The infant subsequently had multiple seizures typical of hypoxic-ischemic encephalopathy (brain injury from inadequate oxygenation of the brain that occurred during childbirth) and other problems related to the complicated delivery. He spent a month in the neonatal intensive care unit before being transferred to a neuro-rehabilitation unit. He is likely to be severely disabled for the remainder of his life.
A root cause analysis of the case found that the mother had been appropriately monitored and had not shown any evidence of distress. The fetus had been monitored using the standard fetal heart rate tracings throughout the time of labor. The fetal heart rate tracings had shown evidence of Category 2 and 3 abnormalities (moderate-to-severe fetal distress) for at least 90 minutes prior to the delivery. These abnormalities, which likely would have prompted an urgent cesarean delivery, had not been recognized by any of the physicians or nursing staff.

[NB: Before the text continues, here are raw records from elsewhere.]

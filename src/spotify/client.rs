use std::sync::Arc;

use async_trait::async_trait;
use reqwest::{StatusCode, Url};
use serde::de::DeserializeOwned;
use serde_json::Value;

use crate::{
    error::{Error, Result},
    spotify::{AlbumSource, AuthFlow},
    types::{PlaybackState, PlayingType, RawAlbum, RecentlyPlayedPage, SearchResponse},
};

/// Authenticated access to the Spotify Web API.
///
/// Cheap to clone; clones share the auth flow and its HTTP client.
#[derive(Clone)]
pub struct ApiClient {
    auth: Arc<AuthFlow>,
    base_url: String,
}

impl ApiClient {
    pub fn new(auth: Arc<AuthFlow>) -> Self {
        let base_url = auth.settings().api_url.trim_end_matches('/').to_string();
        Self { auth, base_url }
    }

    pub fn auth(&self) -> &AuthFlow {
        &self.auth
    }

    /// Authenticated GET of `url`, returning the JSON payload.
    ///
    /// # Errors
    ///
    /// - [`Error::NoActiveSession`] on HTTP 204
    /// - [`Error::AuthRequired`] on HTTP 401 or an `error.status` of 401
    /// - [`Error::Upstream`] for any other `error` object or failure status
    /// - [`Error::UpstreamTimeout`] when the request exceeds the timeout
    pub async fn call(&self, url: &str) -> Result<Value> {
        let token = self.auth.ensure_access_token().await?;

        tracing::debug!(%url, "GET");
        let res = self.auth.http().get(url).bearer_auth(token).send().await?;
        let status = res.status();
        let body = res.text().await?;

        interpret_response(status, &body)
    }

    pub async fn get_currently_playing(&self) -> Result<PlaybackState> {
        let url = format!("{}/me/player/currently-playing", self.base_url);
        decode(self.call(&url).await?)
    }

    pub async fn get_recently_played(&self) -> Result<RecentlyPlayedPage> {
        let url = format!("{}/me/player/recently-played", self.base_url);
        decode(self.call(&url).await?)
    }

    /// Searches the catalogue. A blank query performs no request and
    /// yields `None`.
    pub async fn search(&self, query: &str, kind: PlayingType) -> Result<Option<SearchResponse>> {
        let query = query.trim();
        if query.is_empty() {
            return Ok(None);
        }

        let url = Url::parse_with_params(
            &format!("{}/search", self.base_url),
            &[("q", query), ("type", kind.as_str())],
        )
        .map_err(|e| Error::Upstream(format!("invalid search url: {e}")))?;

        decode(self.call(url.as_str()).await?).map(Some)
    }

    /// Follows a link handed out by Spotify itself, such as an album's `href`.
    pub async fn fetch(&self, href: &str) -> Result<Value> {
        self.call(href).await
    }
}

#[async_trait]
impl AlbumSource for ApiClient {
    async fn fetch_album(&self, href: &str) -> Result<RawAlbum> {
        decode(self.fetch(href).await?)
    }
}

/// Maps a raw upstream response onto the payload or a typed failure.
pub fn interpret_response(status: StatusCode, body: &str) -> Result<Value> {
    if status == StatusCode::NO_CONTENT {
        return Err(Error::NoActiveSession);
    }
    if status == StatusCode::UNAUTHORIZED {
        return Err(Error::AuthRequired);
    }

    let json = serde_json::from_str::<Value>(body);
    if let Ok(json) = &json {
        if let Some(error) = json.get("error") {
            if error["status"].as_u64() == Some(401) {
                return Err(Error::AuthRequired);
            }
            let message = error["message"]
                .as_str()
                .or_else(|| error.as_str())
                .unwrap_or("unknown error");
            return Err(Error::Upstream(message.to_string()));
        }
    }

    if !status.is_success() {
        return Err(Error::Upstream(format!("HTTP {}", status.as_u16())));
    }

    json.map_err(|e| Error::MalformedResponse(e.to_string()))
}

fn decode<T: DeserializeOwned>(value: Value) -> Result<T> {
    serde_json::from_value(value).map_err(|e| Error::MalformedResponse(e.to_string()))
}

In this institution, continuous fetal heart monitoring of all of the women in labor was displayed centrally on a large 40-inch monitor at the nurses' station. On this screen, the individual fetal heart monitoring strips for the 16 rooms were displayed continuously in small windows. Two nurses at the nursing station were assigned to watch the monitor at the time of the concerning abnormalities. When asked about the incident, they both replied that they "just didn't see the bad tracings" and commented how difficult it can be sometimes to identify abnormalities and to continuously watch all 16 small windows. The responsible obstetrician was busy throughout the period of abnormal tracings with another complicated childbirth.